3.31.2009

Provenceal Nerd Alert

Ok, so Oprah has given women in the mid-west the "a-ha moment." The rest of use just come to our senses and are like, "Oh, ok. Cool." Then you go back to eating your taco or would have you.

So last night, I attended an alumni dinner at my alma mater, John Jay College of CJ. The requisite nostalgia set in upon the escalator ride past the library that I used to laboriously hate undergraduate students in for four days a week, that one fateful semester.

Anyways, Sue, my colleague and drinking committee comrade, and I participated in the necessary, albeit, haughty tones of complaint...how crappy some of our professors were, how terrible registration was, how good the cheese fries were, and how we had little to no sleep with what felt like nothing to show for.

But here I was, at this table with all these old, nerdy dudes working in NYC in professions, much like myself. And, I'll just say it, I felt at home. I heard half of what they were talking to me about because the wine was flowing and a graduate from the class of '75 was hopelessly searching out fellow graduates. But I heard enough to realize that, I know I'm nerd, but for reals, I'm like a neerrrdddd. I'm going to be that old dude at the table, asking the waitress to being me more wine, going to alumni dinners for the free chicken cacciatore and "networking" possibilities.

Is this an ego-massage? I guess so. But how good can you be without one every now and then. I challenge you to try it. You have the Joe's Three-Weeks to Get Your Ego Massaged challenge.

Report back.

3.28.2009

Saturday, Cloudy Saturday

And it's dreamy. I oft perplex my fellow imbibers and theologians alike when I say things like, "I don't like sunny days," or "Thank God, its raining." If not for the mere jolt of confusion, then for the self-realization that I am time and again fascinated by people's reactions to bad weather. What I enjoy at a deeper, psychoanalytic level is that these [some] folks also tend to depend their personalities on the waxing and waning of ol' Mr. Sunshine. When in fact, that once pop science go-to, Seasonal Affective Disorder (SAD), doesn't even really exsist.

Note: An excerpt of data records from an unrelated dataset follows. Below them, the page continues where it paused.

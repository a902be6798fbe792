//! Safety-gated enqueue: the single seam between the routers and the
//! durable queue.

use time::OffsetDateTime;
use uuid::Uuid;

use leadline_domain::mask_phone;
use leadline_storage::{
	models::{OutboundKind, Tenant},
	outbox::{self, EnqueueRow, NewOutbound},
};

use crate::{LeadlineService, Rejection, Result};

#[derive(Clone, Copy, Debug, PartialEq, Eq)]
pub enum EnqueueOutcome {
	Queued(Uuid),
	/// Same external_id already queued; the prior row wins.
	Deduplicated,
	Rejected(Rejection),
}

impl LeadlineService {
	pub async fn enqueue_message(
		&self,
		tenant: Option<&Tenant>,
		to: &str,
		body: &str,
		kind: OutboundKind,
		external_id: Option<&str>,
		scheduled_for: Option<OffsetDateTime>,
	) -> Result<EnqueueOutcome> {
		// Quiet hours are not enforced here; a row queued at night is held
		// by the dispatcher until the window opens.
		let draft = match self.authorize_outbound(tenant, to, body, kind, false).await? {
			Ok(draft) => draft,
			Err(rejection) => {
				tracing::warn!(
					to = %mask_phone(to),
					reason = rejection.as_str(),
					"Dropping outbound draft."
				);

				return Ok(EnqueueOutcome::Rejected(rejection));
			},
		};
		let row = outbox::enqueue(
			&self.db.pool,
			NewOutbound {
				tenant_id: tenant.map(|t| t.id),
				to_number: to,
				body: &draft.body,
				kind,
				external_id,
				scheduled_for,
			},
			self.now(),
		)
		.await?;

		Ok(match row {
			EnqueueRow::Inserted(id) => {
				if scheduled_for.is_some() {
					tracing::info!(to = %mask_phone(to), %id, "Scheduled outbound message.");
				} else {
					tracing::info!(to = %mask_phone(to), %id, "Queued outbound message.");
				}

				EnqueueOutcome::Queued(id)
			},
			EnqueueRow::Duplicate => {
				tracing::info!(
					to = %mask_phone(to),
					external_id = external_id.unwrap_or_default(),
					"Skipped duplicate outbound message."
				);

				EnqueueOutcome::Deduplicated
			},
		})
	}
}
//! Self-healing claim: a row left `processing` by a dead worker is
//! reclaimed once its lock outlives the stuck timeout.

use std::sync::Arc;

use time::{Duration, OffsetDateTime};

use leadline_storage::{
	models::OutboundKind,
	outbox::{self, NewOutbound},
};

use super::suite::{self, StubGateway, TENANT_OPERATOR};

#[tokio::test]
#[ignore = "Requires external Postgres. Set LEADLINE_PG_DSN to run."]
async fn stuck_processing_row_is_reclaimed_and_delivered() {
	let Some(test_db) = suite::test_db().await else {
		eprintln!("Skipping stuck_recovery; set LEADLINE_PG_DSN to run this test.");

		return;
	};
	let gateway = Arc::new(StubGateway::new());
	let service =
		suite::build_service(suite::test_config(test_db.dsn().to_string()), gateway.clone()).await;
	let tenant = suite::seed_tenant(&service).await;
	let now = OffsetDateTime::now_utc();

	outbox::enqueue(
		&service.db.pool,
		NewOutbound {
			tenant_id: Some(tenant.id),
			to_number: TENANT_OPERATOR,
			body: "Orphaned by a dead worker.",
			kind: OutboundKind::Internal,
			external_id: Some("stuck_probe"),
			scheduled_for: None,
		},
		now,
	)
	.await
	.expect("Failed to seed row.");

	// Simulate the dead worker: claimed ten minutes ago, never finalized.
	sqlx::query(
		"UPDATE sms_outbox SET status = 'processing', locked_at = $1 WHERE external_id = \
		 'stuck_probe'",
	)
	.bind(now - Duration::minutes(10))
	.execute(&service.db.pool)
	.await
	.expect("Failed to orphan row.");

	// Default stuck timeout is five minutes; one cycle must reclaim it.
	let claimed = service.process_outbox_once().await.expect("Dispatch failed.");

	assert_eq!(claimed, 1);

	let row: (String, i32, Option<String>) = sqlx::query_as(
		"SELECT status, attempts, provider_message_id FROM sms_outbox WHERE external_id = \
		 'stuck_probe'",
	)
	.fetch_one(&service.db.pool)
	.await
	.expect("Row missing.");

	assert_eq!(row.0, "sent");
	assert_eq!(row.1, 1);
	assert!(row.2.is_some());
	assert_eq!(gateway.sent_count(), 1);

	test_db.cleanup().await.expect("Failed to clean up test database.");
}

People are just as sad as they are in the winter as they are in the summer. You're sad. Now move on.

So anyway, I tend to live up such dreary days with complete immersion into the arts. Like laying in bed and watching creepy French films or documentaries about the Bronx. Sunny days do no permit this as friends tend to direct social activities to parks and walks. Blargh. There are exceptions to this rule, of course [re: Colleen's Epic Birthday].

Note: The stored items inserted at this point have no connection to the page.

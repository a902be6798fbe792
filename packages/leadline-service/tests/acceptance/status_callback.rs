//! Delivery-status correlation: the provider message id recorded at send
//! time is the key the status callback upgrades by.

use std::sync::Arc;

use time::OffsetDateTime;

use leadline_service::SmsStatusRequest;
use leadline_storage::{
	models::OutboundKind,
	outbox::{self, NewOutbound},
};

use super::suite::{self, StubGateway, TENANT_OPERATOR};

#[tokio::test]
#[ignore = "Requires external Postgres. Set LEADLINE_PG_DSN to run."]
async fn delivery_callback_upgrades_sent_row() {
	let Some(test_db) = suite::test_db().await else {
		eprintln!("Skipping status_callback; set LEADLINE_PG_DSN to run this test.");

		return;
	};
	let gateway = Arc::new(StubGateway::new());
	let service =
		suite::build_service(suite::test_config(test_db.dsn().to_string()), gateway.clone()).await;
	let tenant = suite::seed_tenant(&service).await;

	outbox::enqueue(
		&service.db.pool,
		NewOutbound {
			tenant_id: Some(tenant.id),
			to_number: TENANT_OPERATOR,
			body: "Delivery probe.",
			kind: OutboundKind::Internal,
			external_id: Some("delivery_probe"),
			scheduled_for: None,
		},
		OffsetDateTime::now_utc(),
	)
	.await
	.expect("Failed to seed row.");

	assert_eq!(service.process_outbox_once().await.expect("Dispatch failed."), 1);

	let (provider_message_id,): (String,) = sqlx::query_as(
		"SELECT provider_message_id FROM sms_outbox WHERE external_id = 'delivery_probe'",
	)
	.fetch_one(&service.db.pool)
	.await
	.expect("Provider id missing after send.");

	service
		.handle_sms_status(SmsStatusRequest {
			message_sid: provider_message_id,
			message_status: "delivered".to_string(),
		})
		.await
		.expect("Status callback failed.");

	let (status,): (String,) =
		sqlx::query_as("SELECT status FROM sms_outbox WHERE external_id = 'delivery_probe'")
			.fetch_one(&service.db.pool)
			.await
			.expect("Row missing.");

	assert_eq!(status, "delivered");

	// Unknown provider ids are a logged no-op, not an error.
	service
		.handle_sms_status(SmsStatusRequest {
			message_sid: "SM_NEVER_SEEN".to_string(),
			message_status: "failed".to_string(),
		})
		.await
		.expect("Unknown callback must not fail.");

	test_db.cleanup().await.expect("Failed to clean up test database.");
}
use clap::Parser;

use leadline_api::Args;

#[tokio::main]
async fn main() -> color_eyre::Result<()> {
	color_eyre::install()?;

	let args = Args::parse();

	leadline_api::run(args).await
}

Today's art: musica. I am completely enthralled by the Black Kids (besides liking every Black band that there is, this Black band is actually quite antithetical to the whole Black-as-dark theme). Maybe a tad late in this train, as they were apparently heralded as the band to look out for in 2008. They're deliciously good with upbeat, dance-pants jing-jang jiggles such as "I'm Not Going to Teach Your Boyfriend How to Dance With You." Which, if there was ever a self-modified themesong, well, this is it. Accordingly, the Besnard Lakes are my new favorite band of this year. Give "Devastation" a try. I'm just going to start telling strangers that..."no really, tell me what's its like."

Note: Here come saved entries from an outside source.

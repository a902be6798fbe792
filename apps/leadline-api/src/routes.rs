//! Public webhook routes and the admin/dashboard routes. Webhook policy:
//! a known path always answers 200 with valid provider markup so the
//! provider never retry-storms; the single exception is a failed
//! signature check, which is 403 fail-closed.

use axum::{
	Json, Router,
	extract::{Path, Query, RawForm, State},
	http::{HeaderMap, StatusCode, Uri, header},
	response::{Html, IntoResponse, Response},
	routing::{get, post},
};
use serde::{Deserialize, Serialize};
use uuid::Uuid;

use leadline_providers::{signature, twiml};
use leadline_service::{
	DialStatusRequest, Error as ServiceError, SmsRequest, SmsStatusRequest, VoiceRequest,
	VoicemailRequest,
};

use crate::state::AppState;

pub fn router(state: AppState) -> Router {
	Router::new()
		.route("/voice", post(voice))
		.route("/voice/status", post(voice_status))
		.route("/voice/voicemail", post(voicemail))
		.route("/sms", post(sms))
		.route("/sms/status", post(sms_status))
		.route("/health", get(health))
		.route("/unsubscribe", get(unsubscribe))
		.with_state(state)
}

pub fn admin_router(state: AppState) -> Router {
	Router::new()
		.route("/v1/dashboard/activity/{tenant_id}", get(dashboard_activity))
		.route("/v1/dashboard/funnel/{tenant_id}", get(dashboard_funnel))
		.route("/v1/dashboard/revenue/{tenant_id}", get(dashboard_revenue))
		.route("/v1/dashboard/leads/{tenant_id}", get(dashboard_leads))
		.route("/v1/dashboard/queue", get(dashboard_queue))
		.route("/v1/tenants/{tenant_id}/ai-active", post(set_ai_active))
		.with_state(state)
}

// Webhook plumbing.

struct WebhookForm {
	params: Vec<(String, String)>,
}
impl WebhookForm {
	fn field(&self, name: &str) -> String {
		self.params
			.iter()
			.find(|(key, _)| key == name)
			.map(|(_, value)| value.trim().to_string())
			.unwrap_or_default()
	}

	fn optional_field(&self, name: &str) -> Option<String> {
		Some(self.field(name)).filter(|value| !value.is_empty())
	}
}

/// Parses the form body and verifies the provider signature against the
/// reconstructed request URL. Fail-closed: missing header, missing server
/// credential, or a mismatch all yield 403.
fn verify_webhook(
	state: &AppState,
	headers: &HeaderMap,
	uri: &Uri,
	body: &[u8],
) -> Result<WebhookForm, Response> {
	let params: Vec<(String, String)> = serde_urlencoded::from_bytes(body).unwrap_or_default();
	let cfg = &state.service.cfg.telephony;

	if !cfg.verify_signatures {
		tracing::warn!(path = %uri.path(), "Insecure mode: skipping signature validation.");

		return Ok(WebhookForm { params });
	}

	let Some(provided) = headers
		.get(signature::SIGNATURE_HEADER)
		.and_then(|value| value.to_str().ok())
	else {
		tracing::warn!(path = %uri.path(), "Missing webhook signature header.");

		return Err((StatusCode::FORBIDDEN, "Forbidden: Missing Signature").into_response());
	};

	if cfg.auth_token.trim().is_empty() {
		tracing::error!("Refusing webhook: no auth token configured for verification.");

		return Err(
			(StatusCode::FORBIDDEN, "Forbidden: Server Security Misconfigured").into_response()
		);
	}

	let url = reconstruct_url(headers, uri);

	if !signature::verify_signature(&cfg.auth_token, &url, &params, provided) {
		tracing::warn!(path = %uri.path(), "Invalid webhook signature.");

		return Err((StatusCode::FORBIDDEN, "Forbidden: Invalid Signature").into_response());
	}

	Ok(WebhookForm { params })
}

/// The provider signs the public URL; behind the proxy we rebuild it from
/// the forwarded scheme and the Host header.
fn reconstruct_url(headers: &HeaderMap, uri: &Uri) -> String {
	let scheme = headers
		.get("x-forwarded-proto")
		.and_then(|value| value.to_str().ok())
		.unwrap_or("http");
	let host = headers
		.get(header::HOST)
		.and_then(|value| value.to_str().ok())
		.unwrap_or("localhost");
	let path_and_query =
		uri.path_and_query().map(|pq| pq.as_str()).unwrap_or_else(|| uri.path());

	format!("{scheme}://{host}{path_and_query}")
}

fn xml_response(body: String) -> Response {
	([(header::CONTENT_TYPE, "text/xml")], body).into_response()
}

// Webhook handlers.

async fn voice(
	State(state): State<AppState>,
	headers: HeaderMap,
	uri: Uri,
	RawForm(body): RawForm,
) -> Response {
	let form = match verify_webhook(&state, &headers, &uri, &body) {
		Ok(form) => form,
		Err(response) => return response,
	};
	let request = VoiceRequest {
		from: form.field("From"),
		to: form.field("To"),
		call_sid: form.field("CallSid"),
		digits: form.optional_field("Digits"),
	};

	match state.service.handle_voice(request).await {
		Ok(reply) => xml_response(reply.twiml),
		Err(err) => {
			tracing::error!(error = %err, "Voice handler failed.");

			xml_response(error_voice_response())
		},
	}
}

async fn voice_status(
	State(state): State<AppState>,
	headers: HeaderMap,
	uri: Uri,
	RawForm(body): RawForm,
) -> Response {
	let form = match verify_webhook(&state, &headers, &uri, &body) {
		Ok(form) => form,
		Err(response) => return response,
	};
	let request = DialStatusRequest {
		call_sid: form.field("CallSid"),
		dial_call_status: form.field("DialCallStatus"),
		answered_by: form.optional_field("AnsweredBy"),
		from: form.field("From"),
		to: form.field("To"),
	};

	match state.service.handle_dial_status(request).await {
		Ok(reply) => xml_response(reply.twiml),
		Err(err) => {
			tracing::error!(error = %err, "Dial-status handler failed.");

			xml_response(twiml::VoiceResponse::new().render())
		},
	}
}

async fn voicemail(
	State(state): State<AppState>,
	headers: HeaderMap,
	uri: Uri,
	RawForm(body): RawForm,
) -> Response {
	let form = match verify_webhook(&state, &headers, &uri, &body) {
		Ok(form) => form,
		Err(response) => return response,
	};
	let request = VoicemailRequest {
		call_sid: form.field("CallSid"),
		from: form.field("From"),
		to: form.field("To"),
		recording_url: form.field("RecordingUrl"),
	};

	match state.service.handle_voicemail(request).await {
		Ok(reply) => xml_response(reply.twiml),
		Err(err) => {
			tracing::error!(error = %err, "Voicemail handler failed.");

			xml_response(twiml::VoiceResponse::new().render())
		},
	}
}

async fn sms(
	State(state): State<AppState>,
	headers: HeaderMap,
	uri: Uri,
	RawForm(body): RawForm,
) -> Response {
	let form = match verify_webhook(&state, &headers, &uri, &body) {
		Ok(form) => form,
		Err(response) => return response,
	};
	let request = SmsRequest {
		from: form.field("From"),
		to: form.field("To"),
		body: form.field("Body"),
		message_sid: form.field("MessageSid"),
		sms_status: form.optional_field("SmsStatus"),
	};

	match state.service.handle_sms(request).await {
		Ok(reply) => xml_response(reply.twiml),
		Err(err) => {
			tracing::error!(error = %err, "SMS handler failed.");

			xml_response(twiml::empty_message_response())
		},
	}
}

async fn sms_status(
	State(state): State<AppState>,
	headers: HeaderMap,
	uri: Uri,
	RawForm(body): RawForm,
) -> Response {
	let form = match verify_webhook(&state, &headers, &uri, &body) {
		Ok(form) => form,
		Err(response) => return response,
	};
	let request = SmsStatusRequest {
		message_sid: form.field("MessageSid"),
		message_status: form.field("MessageStatus"),
	};

	if let Err(err) = state.service.handle_sms_status(request).await {
		tracing::error!(error = %err, "Status callback handling failed.");
	}

	StatusCode::OK.into_response()
}

#[derive(Debug, Serialize)]
struct HealthBody {
	status: &'static str,
	kill_switch: bool,
	telephony_configured: bool,
}

async fn health(State(state): State<AppState>) -> Json<HealthBody> {
	let cfg = &state.service.cfg;

	Json(HealthBody {
		status: "ok",
		kill_switch: cfg.messaging.kill_switch,
		telephony_configured: !cfg.telephony.account_sid.trim().is_empty()
			&& !cfg.telephony.auth_token.trim().is_empty(),
	})
}

#[derive(Debug, Deserialize)]
struct UnsubscribeParams {
	#[serde(default)]
	phone: String,
	#[serde(default)]
	token: String,
}

async fn unsubscribe(
	State(state): State<AppState>,
	Query(params): Query<UnsubscribeParams>,
) -> Response {
	match state.service.handle_unsubscribe(&params.phone, &params.token).await {
		Ok(html) => Html(html).into_response(),
		Err(ServiceError::Validation { .. }) =>
			(StatusCode::BAD_REQUEST, "Invalid Request. Missing phone or token.").into_response(),
		Err(ServiceError::Auth { .. }) =>
			(StatusCode::FORBIDDEN, "Invalid Security Token.").into_response(),
		Err(err) => {
			tracing::error!(error = %err, "Unsubscribe failed.");

			(StatusCode::INTERNAL_SERVER_ERROR, "Internal Server Error").into_response()
		},
	}
}

// Dashboard handlers.

async fn dashboard_activity(
	State(state): State<AppState>,
	Path(tenant_id): Path<Uuid>,
) -> Result<Json<serde_json::Value>, ApiError> {
	let entries = state.service.dashboard_activity(tenant_id).await?;
	let entries: Vec<_> = entries
		.into_iter()
		.map(|entry| {
			serde_json::json!({
				"id": entry.id,
				"direction": entry.direction,
				"body": entry.body,
				"created_at": entry.created_at.to_string(),
				"lead_phone": entry.lead_phone,
				"lead_intent": entry.lead_intent,
			})
		})
		.collect();

	Ok(Json(serde_json::Value::Array(entries)))
}

async fn dashboard_funnel(
	State(state): State<AppState>,
	Path(tenant_id): Path<Uuid>,
) -> Result<Json<leadline_storage::stats::FunnelStats>, ApiError> {
	Ok(Json(state.service.dashboard_funnel(tenant_id).await?))
}

async fn dashboard_revenue(
	State(state): State<AppState>,
	Path(tenant_id): Path<Uuid>,
) -> Result<Json<leadline_storage::stats::RevenueStats>, ApiError> {
	Ok(Json(state.service.dashboard_revenue(tenant_id).await?))
}

async fn dashboard_leads(
	State(state): State<AppState>,
	Path(tenant_id): Path<Uuid>,
) -> Result<Json<serde_json::Value>, ApiError> {
	let leads = state.service.dashboard_leads(tenant_id).await?;
	let leads: Vec<_> = leads
		.into_iter()
		.map(|lead| {
			serde_json::json!({
				"id": lead.id,
				"phone": lead.phone,
				"name": lead.name,
				"status": lead.status,
				"intent": lead.intent,
				"opt_out": lead.opt_out,
				"created_at": lead.created_at.to_string(),
				"last_contact_at": lead.last_contact_at.to_string(),
			})
		})
		.collect();

	Ok(Json(serde_json::Value::Array(leads)))
}

async fn dashboard_queue(
	State(state): State<AppState>,
) -> Result<Json<serde_json::Value>, ApiError> {
	let rows = state.service.dashboard_queue().await?;
	let rows: Vec<_> = rows
		.into_iter()
		.map(|row| {
			serde_json::json!({
				"id": row.id,
				"to_number": row.to_number,
				"body": row.body,
				"status": row.status,
				"attempts": row.attempts,
				"created_at": row.created_at.to_string(),
				"sent_at": row.sent_at.map(|ts| ts.to_string()),
			})
		})
		.collect();

	Ok(Json(serde_json::Value::Array(rows)))
}

#[derive(Debug, Deserialize)]
struct AiActiveBody {
	active: bool,
}

async fn set_ai_active(
	State(state): State<AppState>,
	Path(tenant_id): Path<Uuid>,
	Json(body): Json<AiActiveBody>,
) -> Result<StatusCode, ApiError> {
	state.service.set_ai_active(tenant_id, body.active).await?;

	Ok(StatusCode::NO_CONTENT)
}

fn error_voice_response() -> String {
	twiml::VoiceResponse::new()
		.say("System error. Please try again later.")
		.hangup()
		.render()
}

// Error envelope for the admin surface.

#[derive(Debug, Serialize)]
struct ErrorBody {
	error_code: String,
	message: String,
}

#[derive(Debug)]
pub struct ApiError {
	status: StatusCode,
	error_code: String,
	message: String,
}

impl From<ServiceError> for ApiError {
	fn from(err: ServiceError) -> Self {
		let (status, error_code) = match &err {
			ServiceError::Validation { .. } => (StatusCode::BAD_REQUEST, "invalid_request"),
			ServiceError::Auth { .. } => (StatusCode::FORBIDDEN, "forbidden"),
			ServiceError::NotFound { .. } => (StatusCode::NOT_FOUND, "not_found"),
			ServiceError::RateLimited => (StatusCode::TOO_MANY_REQUESTS, "rate_limited"),
			_ => (StatusCode::INTERNAL_SERVER_ERROR, "internal_error"),
		};

		Self { status, error_code: error_code.to_string(), message: err.to_string() }
	}
}

impl IntoResponse for ApiError {
	fn into_response(self) -> Response {
		let body = ErrorBody { error_code: self.error_code, message: self.message };

		(self.status, Json(body)).into_response()
	}
}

A blog about music wouldn't be complete without my concert-going announcement: I will rocking out to Ra Ra Riot next weekend. I'm looking forward to it. Incl: if you don't have it yet, get this track: MGMT's Electric Feel.

3.27.2009

Should you prove your love...

make me somma deese...

Buttermilk Biscuits
Adapted from George Weld, Egg
(Makes 8 to 10 biscuits)

1 pound and 10 ounces bleached all-purpose flour
3 tablespoons baking powder
1 tablespoon kosher salt
1 tablespoon turbinado sugar
3 ounces cold unsalted butter
2½ cups buttermilk or sour milk*, plus more for brushing

1. Preheat oven to 500°. In a large bowl, sift together the flour, baking powder, salt and sugar.
2. Cut half of the butter into thin sheets and place them in the freezer.
3. Blend the remaining butter into the flour mixture with your hands. Work quickly, blending until the flour resembles very coarse meal with a few pea-size lumps. With a rubber spatula, mix the buttermilk or sour milk into the flour and butter just until a dough begins to form.
4. Dump dough onto a floured work surface and pat it into a rough rectangle about ¼ inch thick. Lay the slices of frozen butter on top, then fold the dough over twice (as if you were folding a letter in thirds). Press down gently on the dough until it's about ¾ inch thick. Use a 2½-inch biscuit cutter to punch out biscuits (do not twist the cutter). Place biscuits onto a greased baking sheet and brush the tops with milk.
5. Bake the biscuits for 13 to 18 minutes, until risen, golden and light. If they feel wet or heavy, bake them longer.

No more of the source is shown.